Was in Irland ebenfalls nachhaltiger werden soll, ist der Verkehr. Bis 2030 sollen alle neuen LKW und PKW emissionsfrei fahren. Ein klares Ziel. Wie es erreicht werden soll, ist weniger klar, aber auch das ist ein Zeichen der Zeit: Mit Zielformulierungen sind die Regierungen der Welt in den letzten 20 Jahren schnell bei der Hand gewesen, mit der Zielerreichung dagegen deutlich weniger. Wobei wir auch das keiner Regierung vorwerfen sollten: Auch wir Normalbürger setzen uns gerne Ziele – 3 kg Abnehmen, mehr Sport, mehr Zeit für die Familie, gesünder essen – die eine Mehrheit seit Jahrzehnten nicht erreicht. Und immer noch reden wir über Klimaziele, anstatt über Verhaltensziele: Wie können wir es uns schnellstmöglich abgewöhnen, uns ständig selbst ein Bein zu stellen? Wie können wir unsere allfälligen Handlungsblockaden abbauen? Das hört und liest man nirgends. Es ist gerade so, als ob die Psychologie nie erfunden worden wäre. Der Mensch blockiert sich selber, hat die Blockade verdrängt und die Verdrängung tabuiert. Die Klimamisere in einem Satz.

Schließlich möchte Irland auch die Sektoren-Kopplung vorantreiben. Das allerdings ist ein interessantes Konzept. Normalerweise werden Energie, Verkehr, Haushalte und andere Sektoren getrennt voneinander betrachtet und wursteln vor sich hin, als ob jeder von ihnen eine einsame Insel wäre. Koppelt man die Inseln jedoch zusammen, wird ein Schuh draus: E-Autos zum Beispiel (Sektor Verkehr) könnten die Solar- und Windenergie (Sektor Energie) speichern, die bei Sonnenschein und Wind produziert wird, aber derzeit nicht in ausreichender Menge für den Verbrauch in Haushalten (Sektor Haushalte) gespeichert werden kann.

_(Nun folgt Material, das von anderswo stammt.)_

//! Source orchestrator: owns the source registry, enforces the
//! one-primary invariant, dispatches control commands and assembles the
//! playback/now-playing DTOs the control surface returns.
//!
//! Ownership: the orchestrator owns sources and the event coordinator
//! (which owns the ducking engine); sources only ever see the engine
//! through the mixer's shared state, never the other way around, so
//! disposal is cycle-free.

use std::collections::HashMap;
use std::sync::Arc;
use std::thread::JoinHandle;
use std::time::Duration;

use chrono::{DateTime, Utc};
use crossbeam_channel::Receiver;
use parking_lot::{Mutex, RwLock};

use crate::devices::DeviceManager;
use crate::error::{Error, Result};
use crate::events::EventBus;
use crate::mixer::ducking::{DuckingState, EventCoordinator};
use crate::mixer::{Mixer, MixerNotice};
use crate::source::event::{ClipProducer, EventKind, EventSource};
use crate::source::file::FilePlayer;
use crate::source::line_in::{LineInKind, UsbLineIn};
use crate::source::queue::{QueueItem, RepeatMode};
use crate::source::radio::{SdrFrontend, SdrRadio};
use crate::source::streaming::{StreamingBackend, StreamingCatalog, StreamingSource};
use crate::source::{
    AudioSource, Capabilities, DEFAULT_ALBUM, DEFAULT_ALBUM_ART, DEFAULT_ARTIST, DEFAULT_TITLE,
    MetadataKey, MetadataValue, SourceState, TrackMetadata,
};

/// Combined current-primary snapshot.
#[derive(Debug, Clone, serde::Serialize)]
pub struct PlaybackStateDto {
    pub is_playing: bool,
    pub is_paused: bool,
    pub volume: f32,
    pub is_muted: bool,
    pub balance: f32,
    pub position_ms: Option<u64>,
    pub duration_ms: Option<u64>,
    pub active_source: Option<ActiveSourceDto>,
    pub ducking_state: Option<DuckingState>,
    pub can_play: bool,
    pub can_pause: bool,
    pub can_stop: bool,
    pub can_seek: bool,
    pub can_next: bool,
    pub can_previous: bool,
    pub can_shuffle: bool,
    pub can_repeat: bool,
    pub can_queue: bool,
    pub is_shuffle_enabled: bool,
    pub repeat_mode: Option<String>,
}

#[derive(Debug, Clone, serde::Serialize)]
pub struct ActiveSourceDto {
    pub id: String,
    pub name: String,
    pub source_type: String,
    pub state: SourceState,
    pub volume: f32,
}

/// Now-playing snapshot. Never carries null strings: defaults are
/// substituted here, at the serialization boundary.
#[derive(Debug, Clone, serde::Serialize)]
pub struct NowPlayingDto {
    pub source_type: String,
    pub source_name: String,
    pub title: String,
    pub artist: String,
    pub album: String,
    pub album_art_url: String,
    pub position_ms: Option<u64>,
    pub duration_ms: Option<u64>,
    pub metadata_source: Option<String>,
}

/// Playback update actions accepted by the control surface.
#[derive(Debug, Clone, Copy, PartialEq, Eq, Default, serde::Deserialize)]
pub enum PlaybackAction {
    #[default]
    None,
    Play,
    Pause,
    Stop,
    Seek,
}

/// Playback update request.
#[derive(Debug, Clone, Default, serde::Deserialize)]
pub struct PlaybackUpdate {
    #[serde(default)]
    pub action: PlaybackAction,
    pub volume: Option<f32>,
    pub balance: Option<f32>,
    pub is_muted: Option<bool>,
    pub seek_position_ms: Option<u64>,
}

/// A track identification event from the external fingerprinting service.
#[derive(Debug, Clone)]
pub struct TrackIdentified {
    pub title: String,
    pub artist: String,
    pub album: Option<String>,
    pub album_art_url: Option<String>,
    pub confidence: f64,
    pub identified_at: DateTime<Utc>,
}

/// Everything needed to build source variants on demand.
pub struct SourceFactory {
    pub bus: Arc<EventBus>,
    pub devices: Arc<DeviceManager>,
    pub library_root: std::path::PathBuf,
    pub streaming_backend: Option<Arc<dyn StreamingBackend>>,
    pub streaming_catalog: Option<Arc<dyn StreamingCatalog>>,
    pub sdr_frontend: Box<dyn Fn() -> Box<dyn SdrFrontend> + Send + Sync>,
    /// Restored per-source preferences, consumed at first build
    pub restored_prefs: Mutex<HashMap<String, crate::db::SourcePrefs>>,
    pub prefs_tx: Option<crossbeam_channel::Sender<crate::db::SourcePrefs>>,
}

/// A selectable source type, for the "available sources" listing.
#[derive(Debug, Clone, serde::Serialize)]
pub struct AvailableSource {
    pub source_type: String,
    pub display_name: String,
    pub requires_config: Vec<String>,
}

pub fn available_sources() -> Vec<AvailableSource> {
    vec![
        AvailableSource {
            source_type: "file".to_string(),
            display_name: "File Player".to_string(),
            requires_config: vec![],
        },
        AvailableSource {
            source_type: "radio".to_string(),
            display_name: "SDR Radio".to_string(),
            requires_config: vec![],
        },
        AvailableSource {
            source_type: "turntable".to_string(),
            display_name: "Turntable".to_string(),
            requires_config: vec!["usb_port".to_string()],
        },
        AvailableSource {
            source_type: "usb".to_string(),
            display_name: "USB Line In".to_string(),
            requires_config: vec!["usb_port".to_string()],
        },
        AvailableSource {
            source_type: "streaming".to_string(),
            display_name: "Streaming".to_string(),
            requires_config: vec![],
        },
    ]
}

impl SourceFactory {
    fn build(&self, source_type: &str, config: &HashMap<String, String>) -> Result<Arc<dyn AudioSource>> {
        let id = format!("{source_type}-primary");
        match source_type {
            "file" => {
                let restored = self.restored_prefs.lock().remove(&id);
                let player = FilePlayer::new(
                    id,
                    self.library_root.clone(),
                    Arc::clone(&self.bus),
                    restored,
                    self.prefs_tx.clone(),
                );
                Ok(Arc::new(player))
            }
            "radio" => Ok(Arc::new(SdrRadio::new(
                id,
                (self.sdr_frontend)(),
                Arc::clone(&self.bus),
            ))),
            "turntable" | "usb" => {
                let port = config
                    .get("usb_port")
                    .ok_or_else(|| Error::invalid_argument("usb_port is required"))?;
                let flavor = if source_type == "turntable" {
                    LineInKind::Turntable
                } else {
                    LineInKind::Generic
                };
                Ok(Arc::new(UsbLineIn::new(
                    id,
                    flavor,
                    port.clone(),
                    Arc::clone(&self.devices),
                    Arc::clone(&self.bus),
                )))
            }
            "streaming" => {
                let backend = self
                    .streaming_backend
                    .clone()
                    .ok_or_else(|| Error::invalid_argument("streaming is not configured"))?;
                Ok(Arc::new(StreamingSource::new(id, backend, Arc::clone(&self.bus))))
            }
            other => Err(Error::invalid_argument(format!("unknown source type: {other}"))),
        }
    }
}
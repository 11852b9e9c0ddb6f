//! Persistence: SQLite via SQLx.
//!
//! Three concerns live here: per-source playback preferences (restored
//! on the next initialize), radio presets and the play history. All of
//! it is embedded, migrated at startup and safe to delete (the appliance
//! regenerates an empty database).

pub mod history;
pub mod presets;

use std::collections::HashMap;

use chrono::Utc;
use sqlx::migrate::MigrateDatabase;
use sqlx::sqlite::{SqlitePool, SqlitePoolOptions};

use crate::source::queue::RepeatMode;

/// Default database filename.
pub const DEFAULT_DB_NAME: &str = "auricle.db";

/// Build a SQLite database URL from an optional path.
pub fn db_url(path: Option<&std::path::Path>) -> String {
    match path {
        Some(p) => format!("sqlite:{}", p.display()),
        None => format!("sqlite:{}", DEFAULT_DB_NAME),
    }
}

/// Initialize the database connection pool and run migrations.
///
/// Creates the database file if it doesn't exist, establishes a
/// connection pool with up to 5 connections, and runs all pending
/// migrations.
pub async fn init_db(db_url: &str) -> Result<SqlitePool, sqlx::Error> {
    if !sqlx::Sqlite::database_exists(db_url).await.unwrap_or(false) {
        sqlx::Sqlite::create_database(db_url).await?;
    }

    let pool = SqlitePoolOptions::new()
        .max_connections(5)
        .connect(db_url)
        .await?;

    sqlx::migrate!("./migrations").run(&pool).await?;

    Ok(pool)
}

/// Persisted per-source playback preferences.
#[derive(Debug, Clone, PartialEq)]
pub struct SourcePrefs {
    pub source_id: String,
    /// Relative path / identifier of the last played item
    pub last_played: Option<String>,
    pub position_ms: u64,
    pub shuffle: bool,
    pub repeat: RepeatMode,
}

/// Load every stored preference row, keyed by source id.
pub async fn load_source_prefs(
    pool: &SqlitePool,
) -> Result<HashMap<String, SourcePrefs>, sqlx::Error> {
    let rows: Vec<(String, Option<String>, i64, i64, String)> = sqlx::query_as(
        "SELECT source_id, last_played, position_ms, shuffle, repeat FROM source_prefs",
    )
    .fetch_all(pool)
    .await?;

    Ok(rows
        .into_iter()
        .map(|(source_id, last_played, position_ms, shuffle, repeat)| {
            let prefs = SourcePrefs {
                source_id: source_id.clone(),
                last_played,
                position_ms: position_ms.max(0) as u64,
                shuffle: shuffle != 0,
                repeat: RepeatMode::parse(&repeat).unwrap_or_default(),
            };
            (source_id, prefs)
        })
        .collect())
}

/// Upsert one preference row.
pub async fn save_source_prefs(pool: &SqlitePool, prefs: &SourcePrefs) -> Result<(), sqlx::Error> {
    sqlx::query(
        "INSERT INTO source_prefs (source_id, last_played, position_ms, shuffle, repeat, updated_at)
         VALUES (?, ?, ?, ?, ?, ?)
         ON CONFLICT(source_id) DO UPDATE SET
           last_played = excluded.last_played,
           position_ms = excluded.position_ms,
           shuffle = excluded.shuffle,
           repeat = excluded.repeat,
           updated_at = excluded.updated_at",
    )
    .bind(&prefs.source_id)
    .bind(&prefs.last_played)
    .bind(prefs.position_ms as i64)
    .bind(prefs.shuffle as i64)
    .bind(prefs.repeat.as_str())
    .bind(Utc::now().to_rfc3339())
    .execute(pool)
    .await?;
    Ok(())
}

#[cfg(test)]
mod tests {
    use super::*;
    use crate::test_utils::temp_db;

    #[tokio::test]
    async fn test_prefs_round_trip() {
        let (pool, _dir) = temp_db().await;

        let prefs = SourcePrefs {
            source_id: "file-primary".to_string(),
            last_played: Some("albums/x/01.flac".to_string()),
            position_ms: 93_500,
            shuffle: true,
            repeat: RepeatMode::All,
        };
        save_source_prefs(&pool, &prefs).await.unwrap();

        let loaded = load_source_prefs(&pool).await.unwrap();
        assert_eq!(loaded.get("file-primary"), Some(&prefs));
    }

    #[tokio::test]
    async fn test_prefs_upsert_replaces() {
        let (pool, _dir) = temp_db().await;

        let mut prefs = SourcePrefs {
            source_id: "file-primary".to_string(),
            last_played: None,
            position_ms: 0,
            shuffle: false,
            repeat: RepeatMode::Off,
        };
        save_source_prefs(&pool, &prefs).await.unwrap();

        prefs.position_ms = 1234;
        prefs.repeat = RepeatMode::One;
        save_source_prefs(&pool, &prefs).await.unwrap();

        let loaded = load_source_prefs(&pool).await.unwrap();
        assert_eq!(loaded.len(), 1);
        assert_eq!(loaded["file-primary"].position_ms, 1234);
        assert_eq!(loaded["file-primary"].repeat, RepeatMode::One);
    }
}
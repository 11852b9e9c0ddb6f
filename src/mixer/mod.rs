//! Master mixer: pulls every source feed, sums into the canonical bus
//! and fans the result out to outputs and the visualization tap.
//!
//! # Architecture
//!
//! ```text
//! source producer tasks ──rtrb──▶ ┌──────────────────────────┐
//!                                 │  mixer thread (10ms tick) │
//! control plane ──crossbeam msg──▶│  gain / balance / duck    │──rtrb──▶ local output, viz
//!                                 │  master gain, soft-limit  │──bytes─▶ HTTP stream clients
//!                                 └──────────────────────────┘
//! ```
//!
//! The pull loop never blocks: feeds and taps arrive over a message
//! channel drained at tick start, per-row controls are atomics shared
//! with the owning source, and the published graph view swaps under a
//! single pointer. A feed whose producer died is dropped from the graph
//! and reported, never propagated as an error.

pub mod ducking;

use std::sync::Arc;
use std::sync::atomic::{AtomicBool, AtomicU32, AtomicU64, Ordering};
use std::thread::JoinHandle;
use std::time::{Duration, Instant};

use arc_swap::ArcSwap;
use bytes::Bytes;
use crossbeam_channel::{Receiver, Sender, bounded, unbounded};

use crate::audio::ring::{ByteRing, PcmReader, PcmWriter};
use crate::audio::{FRAMES_PER_TICK, SAMPLES_PER_TICK, balance_gains, f32_to_i16_le, soft_clip};
use crate::source::VolumeCell;
use ducking::DuckingEngine;

/// Balance stored as f32 bits, clamped to [-1, 1].
#[derive(Debug)]
pub struct BalanceCell(AtomicU32);

impl Default for BalanceCell {
    fn default() -> Self {
        Self(AtomicU32::new(0.0_f32.to_bits()))
    }
}

impl BalanceCell {
    #[inline]
    pub fn get(&self) -> f32 {
        f32::from_bits(self.0.load(Ordering::Relaxed))
    }

    pub fn set(&self, balance: f32) {
        self.0
            .store(balance.clamp(-1.0, 1.0).to_bits(), Ordering::Relaxed);
    }
}

/// A source's PCM feed plus the shared per-row controls, handed to the
/// mixer exactly once per source lifetime.
pub struct MixerFeed {
    pub source_id: String,
    pub reader: PcmReader,
    /// Shared with the source: its `set_volume` is the row gain
    pub volume: Arc<VolumeCell>,
    pub balance: Arc<BalanceCell>,
    /// Exempt rows never get the duck multiplier
    pub duck_exempt: bool,
    /// Event rows overlay; they are never ducked either
    pub is_event: bool,
}

/// One row of the published graph view.
#[derive(Debug, Clone)]
pub struct RowInfo {
    pub source_id: String,
    pub duck_exempt: bool,
    pub is_event: bool,
}

/// Control messages into the mixer thread.
pub enum MixerMsg {
    AddFeed(MixerFeed),
    RemoveFeed(String),
    /// Real-time f32 tap (local output, visualization)
    AddPcmTap { id: String, writer: PcmWriter },
    RemovePcmTap(String),
    /// Serialized 16-bit LE tap (HTTP stream clients)
    AddByteTap { id: String, ring: Arc<ByteRing> },
    RemoveByteTap(String),
    Shutdown,
}

/// Notifications out of the mixer thread.
#[derive(Debug, Clone, PartialEq, Eq)]
pub enum MixerNotice {
    /// A feed's producer finished or died; the row was dropped.
    FeedExhausted(String),
}

/// State shared between the mixer thread and the control plane.
pub struct MixerShared {
    pub master_volume: VolumeCell,
    master_muted: AtomicBool,
    pub master_balance: BalanceCell,
    /// True while the bus carries non-silent audio
    active: AtomicBool,
    ticks: AtomicU64,
    underruns: AtomicU64,
    graph: ArcSwap<Vec<RowInfo>>,
}

impl MixerShared {
    fn new() -> Self {
        Self {
            master_volume: VolumeCell::default(),
            master_muted: AtomicBool::new(false),
            master_balance: BalanceCell::default(),
            active: AtomicBool::new(false),
            ticks: AtomicU64::new(0),
            underruns: AtomicU64::new(0),
            graph: ArcSwap::from_pointee(Vec::new()),
        }
    }

    pub fn set_muted(&self, muted: bool) {
        self.master_muted.store(muted, Ordering::Relaxed);
    }

    pub fn muted(&self) -> bool {
        self.master_muted.load(Ordering::Relaxed)
    }

    pub fn is_active(&self) -> bool {
        self.active.load(Ordering::Relaxed)
    }

    pub fn ticks(&self) -> u64 {
        self.ticks.load(Ordering::Relaxed)
    }

    pub fn underruns(&self) -> u64 {
        self.underruns.load(Ordering::Relaxed)
    }

    /// Lock-free snapshot of the current rows.
    pub fn graph(&self) -> Arc<Vec<RowInfo>> {
        self.graph.load_full()
    }
}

Irland wird grün? Schön, auch mal von anderen Ländern zu hören. Diesen Gedanken weiter gedacht: Wie wäre es mit einer Art Green Champions League of Sustainability? Alle Länder spielen für die Nachhaltigkeit, die Tabelle wird wöchentlich veröffentlicht sowie die Rezepte der Spitzenländer, damit die Nachzügler deren Erfolgsrezepte transferieren und adaptieren können und mit deren Best Practices bald so nachhaltig werden können wie die Spitzenreiter. Wenn das seit Jahrhunderten weltweit für sämtliche Teamsportarten eine Erfolgsgarantie und ein Incentive par excellence darstellt, warum sollte das dann nicht auch für die Nachhaltigkeit den Ruck geben, der für die Klimarettung durch die Welt gehen muss? Klimarettung ist Teamsport.

10 jahre irisch sind ein strammes ziel, aber ist auch viel kleiner als dtld, weniger besiedelt, kann viel windkraft aufbauen, ist direkt am mehr, schön,  wenn die länder nach und nach solche zeile setzen – und sie auch erreichen. Wir werden’s erleben.